Il y a aussi une dimension liée à la mémoire qui interroge la manière dont chacun·e est témoin de l’évolution de la culture hip-hop. Comment ils·elles ont pu se nourrir, se sentir touché·es par l’autre ? Quel héritage ont-ils·elles à transmettre à l’endroit de leur passion et de leur goût pour la confrontation ? La musique convoque aussi une époque, celle des années 1990, période emblématique où le rap a permis que soient prises au sérieux des revendications de cette culture.  

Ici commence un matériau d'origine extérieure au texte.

impl Animator {
    pub fn new(duration: Duration) -> Self {
        Animator {
            state: AnimationState::Idle,
            duration,
            next_epoch: 0,
            frame: None,
        }
    }

    #[cfg(test)]
    pub fn state(&self) -> &AnimationState {
        &self.state
    }

    pub fn phase(&self) -> Phase {
        self.state.phase()
    }

    /// Starts the expand for `note`, whose card currently sits at `card`.
    ///
    /// A collapse still running is settled on the spot so the new card can animate;
    /// any other animation in flight keeps the overlay and the request is rejected.
    pub fn begin(&mut self, note: Note, card: Rect) -> BeginOutcome {
        let outcome = match self.phase() {
            Phase::Idle => BeginOutcome::Started,
            Phase::Collapsing => {
                tracing::debug!("settling collapse to start a new expand");
                self.reset();
                BeginOutcome::Restarted
            }
            phase => {
                tracing::debug!(?phase, id = %note.id, "expand rejected, animation in flight");
                return BeginOutcome::Rejected;
            }
        };
        tracing::debug!(id = %note.id, ?card, "preparing to expand");
        self.state = AnimationState::PreparingToExpand {
            note,
            initial: card,
            frames_waited: 0,
        };
        self.frame = None;
        outcome
    }

    /// Called after each draw pass. Picks up the mounted dialog's rectangle, or gives up
    /// on the animation once the grace frames are spent.
    pub fn on_frame(&mut self, geometry: &dyn Geometry, now: Instant) {
        let AnimationState::PreparingToExpand { frames_waited, .. } = &mut self.state else {
            return;
        };
        let measured = geometry.dialog_rect();
        if measured.is_none() && *frames_waited < MEASURE_GRACE_FRAMES {
            *frames_waited += 1;
            return;
        }
        let AnimationState::PreparingToExpand { note, initial, .. } =
            std::mem::replace(&mut self.state, AnimationState::Idle)
        else {
            return;
        };
        match measured {
            Some(target) => {
                let epoch = self.bump_epoch();
                tracing::debug!(id = %note.id, ?initial, ?target, epoch, "expanding");
                self.frame = Some(OverlayFrame {
                    rect: initial,
                    opacity: 1.0,
                    interactive: true,
                });
                self.state = AnimationState::Expanding {
                    note,
                    initial,
                    target,
                    epoch,
                    started: now,
                };
            }
            None => {
                tracing::debug!(id = %note.id, "dialog not measurable, opening without animation");
                self.frame = None;
                self.state = AnimationState::DialogOpen {
                    note,
                    geometry: None,
                };
            }
        }
    }

    /// Advances the overlay. Once the duration has elapsed the resulting frame is
    /// reported through [`Animator::complete`]. Returns true when the phase changed.
    pub fn tick(&mut self, now: Instant) -> bool {
        let (from, to, epoch, started, collapsing) = match &self.state {
            AnimationState::Expanding {
                initial,
                target,
                epoch,
                started,
                ..
            } => (*initial, *target, *epoch, *started, false),
            AnimationState::Collapsing {
                initial,
                target,
                epoch,
                started,
                ..
            } => (*target, *initial, *epoch, *started, true),
            _ => return false,
        };
        let elapsed = now.saturating_duration_since(started);
        let progress = if self.duration.is_zero() {
            1.0
        } else {
            (elapsed.as_secs_f32() / self.duration.as_secs_f32()).min(1.0)
        };
        let frame = OverlayFrame {
            rect: from.lerp(&to, ease_in_out(progress)),
            opacity: if collapsing {
                collapse_opacity(progress)
            } else {
                1.0
            },
            interactive: true,
        };
        self.frame = Some(frame);
        if elapsed < self.duration {
            return false;
        }
        self.complete(CompletionSignal {
            epoch,
            observed: frame.rect,
            opacity: frame.opacity,
        })
    }

    /// Accepts a completion signal only when it belongs to the running transition and
    /// the overlay actually rests where that transition was heading.
    pub fn complete(&mut self, signal: CompletionSignal) -> bool {
        match &self.state {
            AnimationState::Expanding { target, epoch, .. }
                if signal.epoch == *epoch
                    && signal.observed.approx_eq(target, SETTLE_TOLERANCE) => {}
            AnimationState::Collapsing { initial, epoch, .. }
                if signal.epoch == *epoch
                    && signal.observed.approx_eq(initial, SETTLE_TOLERANCE)
                    && signal.opacity <= 0.01 => {}
            _ => {
                tracing::trace!(?signal, phase = ?self.phase(), "ignoring completion signal");
                return false;
            }
        }
        match std::mem::replace(&mut self.state, AnimationState::Idle) {
            AnimationState::Expanding {
                note,
                initial,
                target,
                ..
            } => {
                tracing::debug!(id = %note.id, "expand finished, dialog open");
                self.frame = Some(OverlayFrame {
                    rect: target,
                    opacity: 0.0,
                    interactive: false,
                });
                self.state = AnimationState::DialogOpen {
                    note,
                    geometry: Some((initial, target)),
                };
            }
            AnimationState::Collapsing { note, .. } => {
                tracing::debug!(id = %note.id, "collapse finished");
                self.frame = None;
            }
            other => self.state = other,
        }
        true
    }

    /// Hides the dialog and shrinks the overlay back onto the card. `latest` is the
    /// freshly persisted note so the overlay shows saved content. Returns false when the
    /// dialog was open without geometry, in which case the machine goes straight to idle.
    pub fn begin_collapse(&mut self, latest: Option<Note>, now: Instant) -> bool {
        if self.phase() != Phase::DialogOpen {
            return false;
        }
        let AnimationState::DialogOpen { note, geometry } =
            std::mem::replace(&mut self.state, AnimationState::Idle)
        else {
            return false;
        };
        let Some((initial, target)) = geometry else {
            tracing::debug!(id = %note.id, "closing dialog without animation");
            self.frame = None;
            return false;
        };
        let note = match latest {
            Some(fresh) if fresh.id == note.id => fresh,
            _ => note,
        };
        let epoch = self.bump_epoch();
        tracing::debug!(id = %note.id, epoch, "collapsing");
        self.frame = Some(OverlayFrame {
            rect: target,
            opacity: 1.0,
            interactive: true,
        });
        self.state = AnimationState::Collapsing {
            note,
            initial,
            target,
            epoch,
            started: now,
        };
        true
    }

    /// Drops whatever is running; used when the dialog opens without a card to grow from.
    pub fn open_direct(&mut self) {
        if self.phase() != Phase::Idle {
            tracing::debug!(phase = ?self.phase(), "animation cancelled by direct open");
        }
        self.reset();
    }

    pub fn overlay(&self) -> Option<Overlay<'_>> {
        let frame = self.frame?;
        match &self.state {
            AnimationState::Expanding { note, .. }
            | AnimationState::DialogOpen { note, .. }
            | AnimationState::Collapsing { note, .. } => Some(Overlay { note, frame }),
            _ => None,
        }
    }

    pub fn editing_note(&self) -> Option<&Note> {
        self.state.note()
    }

    pub fn hides_card(&self, id: &str) -> bool {
        self.state.note().map(|n| n.id == id).unwrap_or(false)
    }

    /// The dialog exists in the layout, visible or not.
    pub fn dialog_mounted(&self) -> bool {
        matches!(
            self.phase(),
            Phase::PreparingToExpand | Phase::Expanding | Phase::DialogOpen
        )
    }

    pub fn dialog_visible(&self) -> bool {
        self.phase() == Phase::DialogOpen
    }

    /// Something is moving and needs a fast frame rate.
    pub fn animating(&self) -> bool {
        matches!(
            self.phase(),
            Phase::PreparingToExpand | Phase::Expanding | Phase::Collapsing
        )
    }

    fn reset(&mut self) {
        self.state = AnimationState::Idle;
        self.frame = None;
    }

    fn bump_epoch(&mut self) -> u64 {
        self.next_epoch += 1;
        self.next_epoch
    }
}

Finalement, il s’agit d’un passé toujours présent et d’une démarche en constante évolution à partir d’un patri·matrimoine bien ancré et qui nous amène à nous questionner sur les préceptes de valeur, de revendication et de représentation que nous souhaitons continuer à porter ou réinterroger.  


Témoin Du 1er au 3 février, TNB, Rennes ; du 24 au 27 février, Théâtre de la Ville, Paris ; du 3 au 5 avril, Maison de la Danse, Lyon.